Is there such a method that computes 'e' to 'n' correct digits with less than 'n' iterations? I have been looking into methods and formulae that yields approximations of 'e', one thing i have observed is that at least the ones i have tried tend to use by far more iterations than the number of correct digits they generate.
Is there no method that has a better convergence as well as less time needed to generate correct digits than them?.

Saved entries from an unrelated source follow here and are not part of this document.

use glam::{Mat4, Vec3};
use crate::camera::{build_frustum, CameraProperties, Frustum};
use crate::geometry::AABB;
use super::*;
use crate::scene::{Bvh, SceneIndex};

fn frustum() -> Frustum {
    // Identity camera: looks down -Z, depth 1.25 .. 6.25
    build_frustum(&CameraProperties::default(), &Mat4::IDENTITY).1
}

fn elements() -> Vec<SceneElement> {
    vec![
        SceneElement::new(10, AABB::new(Vec3::new(0.0, 0.0, -3.0), Vec3::splat(0.25))),
        SceneElement::new(11, AABB::new(Vec3::new(0.0, 0.0, 4.0), Vec3::splat(0.25))),
        SceneElement::new(12, AABB::new(Vec3::new(-0.5, 0.2, -6.0), Vec3::splat(0.25))),
        SceneElement::new(13, AABB::new(Vec3::new(30.0, 0.0, -3.0), Vec3::splat(0.25))),
        SceneElement::new(14, AABB::new(Vec3::new(0.0, 0.0, -40.0), Vec3::splat(0.25))),
    ]
}

fn index_of(elements: &[SceneElement]) -> Bvh {
    elements.iter().map(|e| (e.world_aabb, e.element_id)).collect()
}

// ============================================================================
// BruteForceCuller
// ============================================================================

#[test]
fn test_brute_force_returns_everything() {
    let mut culler = BruteForceCuller::new();
    let visible = culler.cull(&frustum(), &elements(), None);
    assert_eq!(visible, vec![10, 11, 12, 13, 14]);
}

// ============================================================================
// FrustumCuller
// ============================================================================

#[test]
fn test_frustum_culler_without_index() {
    let mut culler = FrustumCuller::new();
    let visible = culler.cull(&frustum(), &elements(), None);
    assert_eq!(visible, vec![10, 12]);
    assert_eq!(culler.last_stats(), (2, 5));
}

#[test]
fn test_frustum_culler_with_index_matches_linear_scan() {
    let elements = elements();
    let bvh = index_of(&elements);

    let mut culler = FrustumCuller::new();
    let mut indexed = culler.cull(&frustum(), &elements, Some(&bvh));
    indexed.sort_unstable();
    assert_eq!(indexed, vec![10, 12]);
    assert_eq!(culler.last_stats(), (2, 5));
}

#[test]
fn test_frustum_culler_empty_scene() {
    let mut culler = FrustumCuller::new();
    let bvh = Bvh::new();
    assert!(culler.cull(&frustum(), &[], Some(&bvh)).is_empty());
    assert_eq!(culler.last_stats(), (0, 0));
}

#[test]
fn test_cullers_as_trait_objects() {
    let mut cullers: Vec<Box<dyn CameraCuller>> =
        vec![Box::new(BruteForceCuller::new()), Box::new(FrustumCuller::new())];
    let counts: Vec<usize> = cullers
        .iter_mut()
        .map(|c| c.cull(&frustum(), &elements(), None).len())
        .collect();
    assert_eq!(counts, vec![5, 2]);
}

// ============================================================================
// SceneIndex for Bvh
// ============================================================================

#[test]
fn test_scene_index_insert_and_query() {
    let mut index = Bvh::new();
    assert!(SceneIndex::is_empty(&index));

    let mut results = Vec::new();
    SceneIndex::query_aabb(&index, &AABB::new(Vec3::ZERO, Vec3::ONE), &mut results);
    assert!(results.is_empty());

    for e in elements() {
        SceneIndex::insert(&mut index, e.element_id, &e.world_aabb);
    }
    assert_eq!(SceneIndex::len(&index), 5);

    SceneIndex::query_aabb(&index, &AABB::new(Vec3::new(0.0, 0.0, -3.0), Vec3::ONE), &mut results);
    assert_eq!(results, vec![10]);

    SceneIndex::clear(&mut index);
    assert_eq!(SceneIndex::len(&index), 0);
}
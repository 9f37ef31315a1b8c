/// Spatial acceleration structures for culling queries.
///
/// A SceneIndex indexes scene elements by their world-space AABB so that
/// cullers can ask for the elements near a box or inside a frustum
/// without testing every element.
///
/// Ownership: the caller creates and owns the SceneIndex and passes it by
/// reference to a CameraCuller. Indexes only grow: removing or moving an
/// element means rebuilding the index.

use crate::camera::Frustum;
use crate::geometry::AABB;
use super::bvh::{BoundingVolumeHierarchy, ROOT};

/// Trait for spatial indexing of scene elements.
pub trait SceneIndex: Send + Sync {
    /// Insert an element with its world-space AABB.
    fn insert(&mut self, element_id: u32, world_aabb: &AABB);

    /// Append the ids of all elements whose AABB overlaps `target`.
    fn query_aabb(&self, target: &AABB, results: &mut Vec<u32>);

    /// Append the ids of all elements whose AABB is (potentially) inside
    /// the frustum.
    fn query_frustum(&self, frustum: &Frustum, results: &mut Vec<u32>);

    /// Number of indexed elements.
    fn len(&self) -> usize;

    fn is_empty(&self) -> bool {
        self.len() == 0
    }

    /// Remove all elements from the index.
    fn clear(&mut self);
}

impl SceneIndex for BoundingVolumeHierarchy {
    fn insert(&mut self, element_id: u32, world_aabb: &AABB) {
        BoundingVolumeHierarchy::insert(self, *world_aabb, element_id);
    }

    fn query_aabb(&self, target: &AABB, results: &mut Vec<u32>) {
        // The index answers empty queries; raw traversal does not.
        if BoundingVolumeHierarchy::is_empty(self) {
            return;
        }
        results.extend(self.traverse(ROOT, target));
    }

    fn query_frustum(&self, frustum: &Frustum, results: &mut Vec<u32>) {
        BoundingVolumeHierarchy::query_frustum(self, frustum, results);
    }

    fn len(&self) -> usize {
        self.leaf_count()
    }

    fn clear(&mut self) {
        BoundingVolumeHierarchy::clear(self);
    }
}
//! Shared helpers for unit tests.
//!
//! The logger is process-global: tests installing `CaptureLogger` must be
//! `#[serial]`, and should filter captured entries by source since
//! non-serial tests may log concurrently.

use std::sync::{Arc, Mutex};
use crate::log::{LogEntry, Logger};

/// Logger that records every entry it receives
pub(crate) struct CaptureLogger {
    entries: Arc<Mutex<Vec<LogEntry>>>,
}

impl CaptureLogger {
    pub(crate) fn new() -> (Self, Arc<Mutex<Vec<LogEntry>>>) {
        let entries = Arc::new(Mutex::new(Vec::new()));
        (Self { entries: entries.clone() }, entries)
    }
}

impl Logger for CaptureLogger {
    fn log(&self, entry: &LogEntry) {
        self.entries.lock().unwrap().push(entry.clone());
    }
}

/// Entries emitted by `source`
pub(crate) fn entries_from(entries: &Arc<Mutex<Vec<LogEntry>>>, source: &str) -> Vec<LogEntry> {
    entries
        .lock()
        .unwrap()
        .iter()
        .filter(|e| e.source == source)
        .cloned()
        .collect()
}
//! Error types for the Galaxy3D culling crate
//!
//! Geometry and BVH operations have no recoverable failure modes: misuse of
//! node accessors or indices panics. The errors below cover configuration
//! (camera properties) and bounded buffers (debug line storage).

use std::fmt;

/// Result type for Galaxy3D culling operations
pub type Result<T> = std::result::Result<T, Error>;

/// Galaxy3D culling errors
#[derive(Debug, Clone, PartialEq)]
pub enum Error {
    /// Camera properties contain a non-finite or non-positive dimension
    InvalidCameraProperties(String),

    /// A fixed-capacity buffer is full
    CapacityExceeded {
        /// Maximum number of elements the buffer can hold
        capacity: usize,
    },
}

impl fmt::Display for Error {
    fn fmt(&self, f: &mut fmt::Formatter<'_>) -> fmt::Result {
        match self {
            Error::InvalidCameraProperties(msg) => write!(f, "Invalid camera properties: {}", msg),
            Error::CapacityExceeded { capacity } => {
                write!(f, "Capacity exceeded: buffer holds at most {} elements", capacity)
            }
        }
    }
}

impl std::error::Error for Error {}


// ===== ERROR MACROS =====

/// Log an error and build it.
///
/// `$kind` is a single-`String` variant constructor such as
/// `Error::InvalidCameraProperties`.
///
/// ```ignore
/// let err = engine_err!("galaxy3d::Frustum", Error::InvalidCameraProperties,
///     "aspect ratio {} is not positive", aspect);
/// ```
#[macro_export]
macro_rules! engine_err {
    ($source:expr, $kind:path, $($arg:tt)*) => {{
        let message = format!($($arg)*);
        $crate::engine_error!($source, "{}", message);
        $kind(message)
    }};
}

/// Log an error and return it from the enclosing function.
#[macro_export]
macro_rules! engine_bail {
    ($source:expr, $kind:path, $($arg:tt)*) => {
        return Err($crate::engine_err!($source, $kind, $($arg)*))
    };
}

#[cfg(test)]
#[path = "error_tests.rs"]
mod tests;
//! `gol`: runs the engine against PGM files, keys from stdin, events to stdout.
//!
//! ```text
//! gol [-t N] [-w W] [-h H] [--turns N] [--images DIR] [--out DIR] [--verbose]
//! ```
//!
//! Keys (one per line): `p` pause/resume, `s` snapshot, `q` snapshot and quit.
//! Ctrl-C, SIGTERM and SIGQUIT behave like `q`.

use std::io::BufRead;
use std::path::PathBuf;
use std::process::ExitCode;
use std::sync::Arc;

use clap::{ArgAction, Parser, builder::RangedU64ValueParser};
use gol_engine::{
    Config, DEFAULT_IMAGES_DIR, DEFAULT_OUT_DIR, Engine, LogWriter, Subscribe, SubscriberSet,
    cancel_on_signal,
};
use tokio::sync::mpsc;
use tokio_util::sync::CancellationToken;

/// Runs Conway's Game of Life on a PGM image with a pool of workers.
#[derive(Debug, Parser)]
#[command(version, about, long_about = None, disable_help_flag = true)]
struct Args {
    /// Number of workers computing bands in parallel.
    #[arg(
        short = 't',
        long,
        value_name = "N",
        default_value_t = Config::default().threads,
        value_parser = RangedU64ValueParser::<usize>::new().range(1..)
    )]
    threads: usize,
    /// Grid width in cells.
    #[arg(
        short = 'w',
        long,
        value_name = "CELLS",
        default_value_t = Config::default().image_width,
        value_parser = RangedU64ValueParser::<usize>::new().range(1..)
    )]
    width: usize,
    /// Grid height in cells.
    #[arg(
        short = 'h',
        long,
        value_name = "CELLS",
        default_value_t = Config::default().image_height,
        value_parser = RangedU64ValueParser::<usize>::new().range(1..)
    )]
    height: usize,
    /// Number of turns to compute.
    #[arg(long, value_name = "N", default_value_t = Config::default().turns)]
    turns: u32,
    /// Directory the input image is read from.
    #[arg(long, value_name = "DIR", default_value = DEFAULT_IMAGES_DIR)]
    images: PathBuf,
    /// Directory snapshots are written to.
    #[arg(long, value_name = "DIR", default_value = DEFAULT_OUT_DIR)]
    out: PathBuf,
    /// Also print every completed turn.
    #[arg(short = 'v', long)]
    verbose: bool,
    /// Print help.
    #[arg(long, action = ArgAction::Help)]
    help: Option<bool>,
}

impl Args {
    fn config(&self) -> Config {
        Config {
            turns: self.turns,
            threads: self.threads,
            image_width: self.width,
            image_height: self.height,
            ..Config::default()
        }
    }
}

/// Feeds stdin keys to the engine from a plain thread, so a pending read never
/// holds the runtime open. The sender is dropped at end of input.
fn spawn_key_reader(keys: mpsc::Sender<char>) {
    std::thread::spawn(move || {
        for line in std::io::stdin().lock().lines() {
            let Ok(line) = line else { break };
            for key in line.chars().filter(|c| !c.is_whitespace()) {
                if keys.blocking_send(key).is_err() {
                    return;
                }
            }
        }
    });
}

#[tokio::main]
async fn main() -> ExitCode {
    let args = Args::parse();
    let cfg = args.config();

    let log = if args.verbose {
        LogWriter::new().with_turns()
    } else {
        LogWriter::new()
    };
    let subs: Vec<Arc<dyn Subscribe>> = vec![Arc::new(log)];
    let (events_tx, events) = cfg.event_channel();
    let observer = tokio::spawn(SubscriberSet::new(subs).forward(events));

    let (keys_tx, keys) = mpsc::channel::<char>(16);
    spawn_key_reader(keys_tx);

    let token = CancellationToken::new();
    let signals = cancel_on_signal(token.clone());

    let engine = Engine::builder(cfg)
        .with_pgm_dirs(args.images, args.out)
        .build();
    let res = engine.run_with_cancel(events_tx, keys, token.clone()).await;

    token.cancel();
    let _ = signals.await;
    let _ = observer.await;

    match res {
        Ok(_) => ExitCode::SUCCESS,
        Err(e) => {
            eprintln!("[error] {}: {}", e.as_label(), e.as_message());
            ExitCode::FAILURE
        }
    }
}
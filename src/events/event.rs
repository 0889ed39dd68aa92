//! # Events emitted during a run.
//!
//! The [`EventKind`] enum classifies event types across three categories:
//! - **Cell events**: per-cell transitions (`CellFlipped`)
//! - **Progress events**: committed turns and periodic samples
//!   (`TurnComplete`, `AliveCellsCount`, `FinalTurnComplete`)
//! - **Control events**: state changes and snapshot writes
//!   (`StateChange`, `ImageOutputComplete`)
//!
//! The [`Event`] struct carries the turn number plus the payload relevant to its kind.
//!
//! ## Ordering guarantees
//! Events are causally ordered per turn. Each event also has a process-wide
//! sequence number (`seq`) that increases monotonically, which restores the
//! publish order when events from several publishers are interleaved.
//!
//! ## Example
//! ```rust
//! use gol_engine::{Cell, Event, EventKind, RunState};
//!
//! let ev = Event::cell_flipped(7, Cell::new(3, 4));
//! assert_eq!(ev.kind, EventKind::CellFlipped);
//! assert_eq!(ev.turn, 7);
//! assert_eq!(ev.cell, Some(Cell::new(3, 4)));
//!
//! let ev = Event::state_change(7, RunState::Paused);
//! assert_eq!(ev.state, Some(RunState::Paused));
//! ```

use std::fmt;
use std::sync::Arc;
use std::sync::atomic::{AtomicU64, Ordering as AtomicOrdering};
use std::time::SystemTime;

use crate::core::Cell;

/// Global sequence counter for event ordering.
static EVENT_SEQ: AtomicU64 = AtomicU64::new(0);

/// Classification of run events.
#[derive(Debug, Clone, Copy, PartialEq, Eq)]
pub enum EventKind {
    /// A cell changed state during `turn`.
    ///
    /// Also emitted once per initially alive cell with `turn = 0` after loading.
    ///
    /// Sets:
    /// - `turn`: turn in which the flip happened
    /// - `cell`: the flipped cell
    CellFlipped,

    /// A turn was fully computed and committed.
    ///
    /// Sets:
    /// - `turn`: number of completed turns
    TurnComplete,

    /// Periodic sample of the counters.
    ///
    /// Sets:
    /// - `turn`: completed turns at sample time
    /// - `count`: alive cells after that turn
    AliveCellsCount,

    /// The run changed state.
    ///
    /// Sets:
    /// - `turn`: completed turns at the time of the change
    /// - `state`: the new state
    StateChange,

    /// A snapshot was written by the I/O collaborator.
    ///
    /// Sets:
    /// - `turn`: the turn the snapshot shows
    /// - `filename`: name the snapshot was written under
    ImageOutputComplete,

    /// The run finished; emitted exactly once.
    ///
    /// Sets:
    /// - `turn`: completed turns
    /// - `alive`: every alive cell, row-major
    FinalTurnComplete,
}

/// Run state reported by [`EventKind::StateChange`].
#[derive(Debug, Clone, Copy, PartialEq, Eq)]
pub enum RunState {
    Executing,
    Paused,
    Quitting,
}

impl fmt::Display for RunState {
    fn fmt(&self, f: &mut fmt::Formatter<'_>) -> fmt::Result {
        match self {
            RunState::Executing => f.write_str("Executing"),
            RunState::Paused => f.write_str("Paused"),
            RunState::Quitting => f.write_str("Quitting"),
        }
    }
}

/// Run event with optional payload.
///
/// - `seq`: monotonic global sequence for ordering
/// - `at`: wall-clock timestamp (for logs)
/// - `turn`: turn number every event carries
/// - other optional fields are set depending on the [`EventKind`]
#[derive(Clone, Debug)]
pub struct Event {
    /// Globally unique, monotonically increasing sequence number.
    pub seq: u64,
    /// Wall-clock timestamp.
    pub at: SystemTime,
    /// Event classification.
    pub kind: EventKind,
    /// Turn the event refers to.
    pub turn: u32,

    /// Flipped cell (`CellFlipped`).
    pub cell: Option<Cell>,
    /// Alive cell count (`AliveCellsCount`).
    pub count: Option<usize>,
    /// New run state (`StateChange`).
    pub state: Option<RunState>,
    /// Snapshot name (`ImageOutputComplete`).
    pub filename: Option<Arc<str>>,
    /// Alive cells of the final generation (`FinalTurnComplete`).
    pub alive: Option<Arc<[Cell]>>,
}

impl Event {
    /// Creates a new event of the given kind with current timestamp and next sequence number.
    pub fn new(kind: EventKind, turn: u32) -> Self {
        Self {
            seq: EVENT_SEQ.fetch_add(1, AtomicOrdering::Relaxed),
            at: SystemTime::now(),
            kind,
            turn,
            cell: None,
            count: None,
            state: None,
            filename: None,
            alive: None,
        }
    }

    /// Attaches a cell.
    #[inline]
    pub fn with_cell(mut self, cell: Cell) -> Self {
        self.cell = Some(cell);
        self
    }

    /// Attaches an alive cell count.
    #[inline]
    pub fn with_count(mut self, count: usize) -> Self {
        self.count = Some(count);
        self
    }

    /// Attaches a run state.
    #[inline]
    pub fn with_state(mut self, state: RunState) -> Self {
        self.state = Some(state);
        self
    }

    /// Attaches a snapshot filename.
    #[inline]
    pub fn with_filename(mut self, filename: impl Into<Arc<str>>) -> Self {
        self.filename = Some(filename.into());
        self
    }

    /// Attaches the list of alive cells.
    #[inline]
    pub fn with_alive(mut self, alive: impl Into<Arc<[Cell]>>) -> Self {
        self.alive = Some(alive.into());
        self
    }

    /// Creates a `CellFlipped` event.
    #[inline]
    pub fn cell_flipped(turn: u32, cell: Cell) -> Self {
        Event::new(EventKind::CellFlipped, turn).with_cell(cell)
    }

    /// Creates a `TurnComplete` event.
    #[inline]
    pub fn turn_complete(turn: u32) -> Self {
        Event::new(EventKind::TurnComplete, turn)
    }

    /// Creates an `AliveCellsCount` event.
    #[inline]
    pub fn alive_cells_count(turn: u32, count: usize) -> Self {
        Event::new(EventKind::AliveCellsCount, turn).with_count(count)
    }

    /// Creates a `StateChange` event.
    #[inline]
    pub fn state_change(turn: u32, state: RunState) -> Self {
        Event::new(EventKind::StateChange, turn).with_state(state)
    }

    /// Creates an `ImageOutputComplete` event.
    #[inline]
    pub fn image_output_complete(turn: u32, filename: impl Into<Arc<str>>) -> Self {
        Event::new(EventKind::ImageOutputComplete, turn).with_filename(filename)
    }

    /// Creates a `FinalTurnComplete` event.
    #[inline]
    pub fn final_turn_complete(turn: u32, alive: Vec<Cell>) -> Self {
        Event::new(EventKind::FinalTurnComplete, turn).with_alive(alive)
    }

    #[inline]
    pub fn is_state_change(&self, state: RunState) -> bool {
        self.kind == EventKind::StateChange && self.state == Some(state)
    }
}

 A: The power series expansion
$$ \mathrm{e}^x = 1 + x + \frac{1}{2!} x^2 + \frac{1}{3!} x^3 + \cdots + \frac{1}{k!} x^k + \cdots  $$
converges quite quickly.  Set $x=1$ and you are just summing reciprocal factorials.  The sum of the first $n$ terms, $s_n$, satisfies
$$ s_n < \mathrm{e} < s_n + \frac{1}{n \cdot n!}  $$
so is certainly gaining a digit of precision after $10$ terms, two digits each after $100$ terms, and so on.  (Euler actually used this method to find $23$ decimal digits of his constant (that is, $23$ digits after the decimal).  See  L. Euler, Introduction à l'analyse infinitésimale (French translation by Labey), Barrois, ainé, Librairie, (original 1748, translation 1796), vol. 1, p. 89-90.  In fact, page 89, just three lines above the marginal notation "(q)".  As an amusing coincidence, this can be obtained after just $23$ terms.)
Binary splitting can be used to improve the running time of an implementation of this series method.  See Xavier Gourdon and Pascal Sebah, Binary splitting method, 2001.  This is usually overcomplex for "small" number of digits, but can be effective for thousands or millions (or more) of digits.